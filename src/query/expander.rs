//! Hierarchy expansion: turns "node + descendants" references into explicit
//! identifier lists before any complexity estimate is made.

use super::model::{dedup_preserving_order, Dimension, DimensionSpec, HierarchyRef, Query};
use crate::error::{Error, Result};
use async_trait::async_trait;
use std::collections::{BTreeMap, BTreeSet, HashMap};
use std::sync::Arc;
use thiserror::Error;
use tracing::{debug, instrument};

/// Errors returned by a [`HierarchyResolver`].
#[derive(Debug, Error, Clone, PartialEq, Eq)]
pub enum ResolverError {
    /// The node does not exist; distinct from a node with zero descendants.
    #[error("Unknown hierarchy node '{0}'")]
    UnknownNode(String),

    /// The hierarchy backend could not be reached.
    #[error("Hierarchy service unavailable: {0}")]
    Unavailable(String),

    /// Any other lookup failure.
    #[error("Hierarchy lookup failed: {0}")]
    Other(String),
}

/// Source of descendant identifiers for hierarchy nodes.
#[async_trait]
pub trait HierarchyResolver: Send + Sync {
    /// Descendants of `node`, restricted to `levels` when given.
    async fn descendants(
        &self,
        node: &str,
        levels: Option<&BTreeSet<u32>>,
    ) -> std::result::Result<Vec<String>, ResolverError>;

    /// Resolve several nodes in one round. Results follow the order of `nodes`.
    async fn descendants_many(
        &self,
        nodes: &[String],
        levels: Option<&BTreeSet<u32>>,
    ) -> Vec<std::result::Result<Vec<String>, ResolverError>> {
        futures::future::join_all(nodes.iter().map(|node| self.descendants(node, levels))).await
    }
}

/// Expands symbolic dimension specs through a [`HierarchyResolver`].
#[derive(Clone)]
pub struct HierarchyExpander {
    resolver: Arc<dyn HierarchyResolver>,
}

impl HierarchyExpander {
    pub fn new(resolver: Arc<dyn HierarchyResolver>) -> Self {
        Self { resolver }
    }

    /// Explicit identifiers for one dimension spec.
    pub async fn expand(&self, spec: &DimensionSpec) -> Result<Vec<String>> {
        match spec {
            DimensionSpec::Explicit(ids) => Ok(ids.clone()),
            DimensionSpec::Hierarchical(reference) if !reference.include_descendants => {
                Ok(dedup_preserving_order(reference.parents.iter().cloned()))
            }
            DimensionSpec::Hierarchical(reference) => {
                let parents = dedup_preserving_order(reference.parents.iter().cloned());
                let resolved = self.resolve_batch(reference.level_filter(), &parents).await?;
                Ok(collect_descendants(reference, &resolved))
            }
        }
    }

    /// Copy of `query` with every dimension explicit.
    ///
    /// All descendant lookups of the query are issued together, once per
    /// distinct parent and level filter. Any resolver failure fails the whole
    /// expansion; a partial descendant set would under-cover the query.
    #[instrument(skip_all)]
    pub async fn expand_query(&self, query: &Query) -> Result<Query> {
        if query.is_resolved() {
            return Ok(query.clone());
        }

        // Group lookups by level filter so each group is one batch call.
        let mut groups: BTreeMap<BTreeSet<u32>, Vec<String>> = BTreeMap::new();
        for dimension in Dimension::ALL {
            if let DimensionSpec::Hierarchical(reference) = query.dimension(dimension) {
                if reference.include_descendants {
                    let parents = groups.entry(reference.levels.clone()).or_default();
                    for parent in &reference.parents {
                        if !parents.contains(parent) {
                            parents.push(parent.clone());
                        }
                    }
                }
            }
        }

        let mut resolved: BTreeMap<BTreeSet<u32>, HashMap<String, Vec<String>>> = BTreeMap::new();
        for (levels, parents) in groups {
            let filter = if levels.is_empty() { None } else { Some(&levels) };
            let batch = self.resolve_batch(filter, &parents).await?;
            resolved.insert(levels, batch);
        }

        let mut expanded = query.clone();
        for dimension in Dimension::ALL {
            let ids = match query.dimension(dimension) {
                DimensionSpec::Explicit(_) => continue,
                DimensionSpec::Hierarchical(reference) if !reference.include_descendants => {
                    dedup_preserving_order(reference.parents.iter().cloned())
                }
                DimensionSpec::Hierarchical(reference) => {
                    let empty = HashMap::new();
                    let batch = resolved.get(&reference.levels).unwrap_or(&empty);
                    collect_descendants(reference, batch)
                }
            };
            debug!(%dimension, count = ids.len(), "expanded hierarchical dimension");
            expanded = expanded.with_dimension(dimension, DimensionSpec::Explicit(ids));
        }

        Ok(expanded)
    }

    async fn resolve_batch(
        &self,
        levels: Option<&BTreeSet<u32>>,
        parents: &[String],
    ) -> Result<HashMap<String, Vec<String>>> {
        if parents.is_empty() {
            return Ok(HashMap::new());
        }

        debug!(parents = parents.len(), ?levels, "resolving hierarchy batch");
        let results = self.resolver.descendants_many(parents, levels).await;
        if results.len() != parents.len() {
            return Err(Error::HierarchyResolution {
                node: parents.join(","),
                source: ResolverError::Other(format!(
                    "resolver returned {} results for {} nodes",
                    results.len(),
                    parents.len()
                )),
            });
        }

        parents
            .iter()
            .zip(results)
            .map(|(parent, result)| {
                result
                    .map(|ids| (parent.clone(), ids))
                    .map_err(|source| Error::HierarchyResolution {
                        node: parent.clone(),
                        source,
                    })
            })
            .collect()
    }
}

/// Concatenate descendants in parent order, dropping identifiers reached
/// through more than one parent.
fn collect_descendants(
    reference: &HierarchyRef,
    resolved: &HashMap<String, Vec<String>>,
) -> Vec<String> {
    dedup_preserving_order(
        reference
            .parents
            .iter()
            .filter_map(|parent| resolved.get(parent))
            .flat_map(|ids| ids.iter().cloned()),
    )
}
//! dimsplit binary.
//!
//! Command-line front end for planning decomposed analytics queries and
//! inspecting the effective configuration.

use anyhow::Result;
use clap::Parser;
use dimsplit_core::cli::{
    commands::Commands,
    handlers::{handle_config, handle_plan},
};
use tracing::{debug, Level};
use tracing_subscriber::EnvFilter;

#[derive(Parser)]
#[command(author, version, about, long_about = None)]
pub struct Cli {
    #[command(subcommand)]
    pub command: Commands,
}

#[tokio::main]
async fn main() -> Result<()> {
    let cli = Cli::parse();

    let logging = cli.command.logging();
    let level: Level = logging.get_effective_level().parse().unwrap_or(Level::WARN);
    let builder = EnvFilter::builder().with_default_directive(level.into());
    let filter = match &logging.log_filter {
        Some(directives) => builder.parse_lossy(directives),
        None => builder.from_env_lossy(),
    };

    // stdout carries the command output
    tracing_subscriber::fmt()
        .with_env_filter(filter)
        .with_writer(std::io::stderr)
        .with_target(true)
        .init();

    debug!("dimsplit starting up");

    match cli.command {
        Commands::Plan(cmd) => handle_plan(cmd).await?,
        Commands::Config(cmd) => handle_config(cmd).await?,
    }

    Ok(())
}
use super::{LoggingArgs, OutputFormat};
use crate::config::ConfigArgs;
use clap::Args;

#[derive(Debug, Args)]
pub struct ConfigCommand {
    #[command(flatten)]
    pub config: ConfigArgs,

    /// Output format (table prints TOML)
    #[arg(long, value_enum, default_value_t = OutputFormat::Toml)]
    pub format: OutputFormat,

    #[command(flatten)]
    pub logging: LoggingArgs,
}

Instructions to follow: From the first line of the listing above to the line with "use async_trait::async_trait;", please transcribe each line exactly, both ends included, and nothing beyond that.

Written solution:
filename src/query/expander.rs
//! Hierarchy expansion: turns "node + descendants" references into explicit
//! identifier lists before any complexity estimate is made.

use super::model::{dedup_preserving_order, Dimension, DimensionSpec, HierarchyRef, Query};
use crate::error::{Error, Result};
use async_trait::async_trait;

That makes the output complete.